//! Interactive chat application for talking with the IntelliTutor service.
//!
//! # Usage
//!
//! ```bash
//! # Talk to the hosted tutor
//! intellitutor-chat
//!
//! # Point at a local deployment
//! intellitutor-chat --origin http://localhost:8000
//!
//! # Disable colors (useful for piping output)
//! intellitutor-chat --no-color
//! ```
//!
//! # Commands
//!
//! While chatting, you can use slash commands:
//! - `/like [n]`, `/dislike [n]` - Rate a tutor reply
//! - `/copy [n]` - Copy a message to the clipboard
//! - `/quick [n]` - List or send a quick reply
//! - `/health` - Probe the service
//! - `/help` - Show available commands
//! - `/quit` - Exit the application

use arboard::Clipboard;
use arrrg::CommandLine;
use rustyline::DefaultEditor;
use rustyline::error::ReadlineError;
use time::UtcOffset;
use tracing_subscriber::EnvFilter;

use intellitutor::chat::{
    ChatArgs, ChatCommand, ChatConfig, ChatSession, PlainTextRenderer, QUICK_REPLIES, Refusal,
    Renderer, SubmitOutcome, help_text, parse_command,
};
use intellitutor::{MessageId, Transport, TransportClient};

/// Main entry point for the intellitutor-chat application.
fn main() -> Result<(), Box<dyn std::error::Error>> {
    let (args, _) = ChatArgs::from_command_line_relaxed("intellitutor-chat [OPTIONS]");
    let config = ChatConfig::from(args);
    // The local offset can only be read while the process is single-threaded.
    let offset = UtcOffset::current_local_offset().unwrap_or(UtcOffset::UTC);

    tokio::runtime::Builder::new_multi_thread()
        .enable_all()
        .build()?
        .block_on(run(config, offset))
}

async fn run(config: ChatConfig, offset: UtcOffset) -> Result<(), Box<dyn std::error::Error>> {
    let filter = EnvFilter::try_from_default_env()
        .unwrap_or_else(|_| EnvFilter::new("intellitutor=warn"));
    tracing_subscriber::fmt()
        .with_env_filter(filter)
        .with_writer(std::io::stderr)
        .init();

    let client = TransportClient::with_options(
        Some(&config.origin),
        config.user_id.clone(),
        config.timeout,
    )?;
    let mut session = ChatSession::new(client);
    let mut renderer = PlainTextRenderer::with_color(config.use_color).with_offset(offset);
    let mut clipboard = None;
    let mut rl = DefaultEditor::new()?;

    println!("IntelliTutor ({})", session.transport().origin());
    println!("Type /help for commands, /quit to exit\n");

    if config.health_check {
        let status = session.check_health().await;
        renderer.print_status(status);
    }
    for (idx, message) in session.messages().iter().enumerate() {
        renderer.print_message(idx + 1, message);
    }

    loop {
        let readline = rl.readline("You: ");

        match readline {
            Ok(line) => {
                if line.trim().is_empty() {
                    continue;
                }

                let _ = rl.add_history_entry(line.as_str());

                if let Some(cmd) = parse_command(&line) {
                    match cmd {
                        ChatCommand::Quit => {
                            println!("Goodbye!");
                            break;
                        }
                        ChatCommand::Like(position) => {
                            rate(&mut session, &mut renderer, position, true);
                        }
                        ChatCommand::Dislike(position) => {
                            rate(&mut session, &mut renderer, position, false);
                        }
                        ChatCommand::Copy(position) => {
                            copy(&mut session, &mut renderer, &mut clipboard, position);
                        }
                        ChatCommand::Quick(None) => {
                            for (idx, reply) in QUICK_REPLIES.iter().enumerate() {
                                renderer.print_info(&format!("    {}. {}", idx + 1, reply));
                            }
                        }
                        ChatCommand::Quick(Some(n)) => {
                            if session.apply_quick_reply(n - 1).is_some() {
                                send(&mut session, &mut renderer).await;
                            } else {
                                renderer.print_error(&format!(
                                    "There are only {} quick replies.",
                                    QUICK_REPLIES.len()
                                ));
                            }
                        }
                        ChatCommand::Health => {
                            let status = session.check_health().await;
                            renderer.print_status(status);
                        }
                        ChatCommand::Status => {
                            renderer.print_status(session.connection_status());
                        }
                        ChatCommand::History => {
                            for (idx, message) in session.messages().iter().enumerate() {
                                renderer.print_message(idx + 1, message);
                            }
                        }
                        ChatCommand::Stats => {
                            print_stats(&session, &mut renderer);
                        }
                        ChatCommand::Help => {
                            for line in help_text().lines() {
                                renderer.print_info(&format!("    {}", line));
                            }
                        }
                        ChatCommand::Invalid(message) => {
                            renderer.print_error(&message);
                        }
                    }
                    continue;
                }

                session.set_input(line);
                send(&mut session, &mut renderer).await;
            }
            Err(ReadlineError::Interrupted) => {
                println!();
                continue;
            }
            Err(ReadlineError::Eof) => {
                println!("\nGoodbye!");
                break;
            }
            Err(err) => {
                renderer.print_error(&format!("Input error: {}", err));
                break;
            }
        }
    }

    Ok(())
}

/// Sends the composer input and prints the reply along with any toast.
async fn send<T: Transport>(session: &mut ChatSession<T>, renderer: &mut PlainTextRenderer) {
    let pending = match session.begin_submit() {
        Ok(pending) => pending,
        Err(Refusal::EmptyInput) => return,
        Err(Refusal::Busy | Refusal::ForeignSend) => {
            renderer.print_error("Still waiting for the previous reply.");
            return;
        }
    };

    renderer.start_typing();
    let result = session.transport().send_message(pending.text()).await;
    let outcome = session.complete(pending, result);
    renderer.finish_typing();

    if let Some(reply) = outcome.reply() {
        print_by_id(session, renderer, reply);
    }
    if let Some(toast) = session.take_toast() {
        renderer.print_toast(&toast);
    }
    if let SubmitOutcome::Failed { .. } = outcome {
        renderer.print_status(session.connection_status());
    }
}

/// Applies feedback to message `position`, or to the latest reply.
fn rate<T: Transport>(
    session: &mut ChatSession<T>,
    renderer: &mut PlainTextRenderer,
    position: Option<usize>,
    value: bool,
) {
    let Some(id) = target(session, position) else {
        renderer.print_error("No such message.");
        return;
    };
    if !session.set_liked(id, value) {
        renderer.print_error("Only tutor replies can be rated.");
        return;
    }
    print_by_id(session, renderer, id);
    renderer.print_info(if value {
        "Marked as helpful."
    } else {
        "Marked as unhelpful."
    });
}

/// Copies message `position`, or the latest reply, to the system clipboard.
fn copy<T: Transport>(
    session: &mut ChatSession<T>,
    renderer: &mut PlainTextRenderer,
    clipboard: &mut Option<Clipboard>,
    position: Option<usize>,
) {
    let Some(id) = target(session, position) else {
        renderer.print_error("No such message.");
        return;
    };
    let Some(text) = session.copy_message(id).map(str::to_owned) else {
        renderer.print_error("No such message.");
        return;
    };
    let toast = session.take_toast();

    if clipboard.is_none() {
        match Clipboard::new() {
            Ok(opened) => *clipboard = Some(opened),
            Err(err) => {
                renderer.print_error(&format!("Clipboard unavailable: {}", err));
                return;
            }
        }
    }
    let Some(clipboard) = clipboard.as_mut() else {
        return;
    };
    match clipboard.set_text(text) {
        Ok(()) => {
            if let Some(toast) = toast {
                renderer.print_toast(&toast);
            }
        }
        Err(err) => renderer.print_error(&format!("Failed to copy: {}", err)),
    }
}

/// Resolves a 1-based position, or the latest tutor reply when none is given.
fn target<T: Transport>(
    session: &ChatSession<T>,
    position: Option<usize>,
) -> Option<MessageId> {
    let message = match position {
        Some(n) => session.store().by_position(n),
        None => session.store().last_assistant(),
    };
    message.map(|message| message.id)
}

fn print_by_id<T: Transport>(
    session: &ChatSession<T>,
    renderer: &mut PlainTextRenderer,
    id: MessageId,
) {
    if let Some(position) = session.messages().iter().position(|m| m.id == id) {
        renderer.print_message(position + 1, &session.messages()[position]);
    }
}

fn print_stats<T: Transport>(session: &ChatSession<T>, renderer: &mut PlainTextRenderer) {
    let stats = session.stats();
    renderer.print_info("    Session Statistics:");
    renderer.print_info(&format!(
        "      Messages: {} ({} from you, {} from the tutor)",
        stats.message_count, stats.user_messages, stats.assistant_messages
    ));
    renderer.print_info(&format!("      Failed replies: {}", stats.error_messages));
    renderer.print_info(&format!(
        "      Feedback: {} helpful / {} unhelpful",
        stats.liked, stats.disliked
    ));
    renderer.print_info(&format!("      Requests: {}", stats.total_requests));
    renderer.print_info(&format!("      Connection: {}", stats.connection_status));
}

============================================================

* [What is needed]
Reproduce only the lines above spanning from the line containing "renderer.finish_typing();" through the line containing "if !session.set_liked(id, value)", word for word.

* [Answer to this task]
    renderer.finish_typing();

    if let Some(reply) = outcome.reply() {
        print_by_id(session, renderer, reply);
    }
    if let Some(toast) = session.take_toast() {
        renderer.print_toast(&toast);
    }
    if let SubmitOutcome::Failed { .. } = outcome {
        renderer.print_status(session.connection_status());
    }
}

/// Applies feedback to message `position`, or to the latest reply.
fn rate<T: Transport>(
    session: &mut ChatSession<T>,
    renderer: &mut PlainTextRenderer,
    position: Option<usize>,
    value: bool,
) {
    let Some(id) = target(session, position) else {
        renderer.print_error("No such message.");
        return;
    };
    if !session.set_liked(id, value) {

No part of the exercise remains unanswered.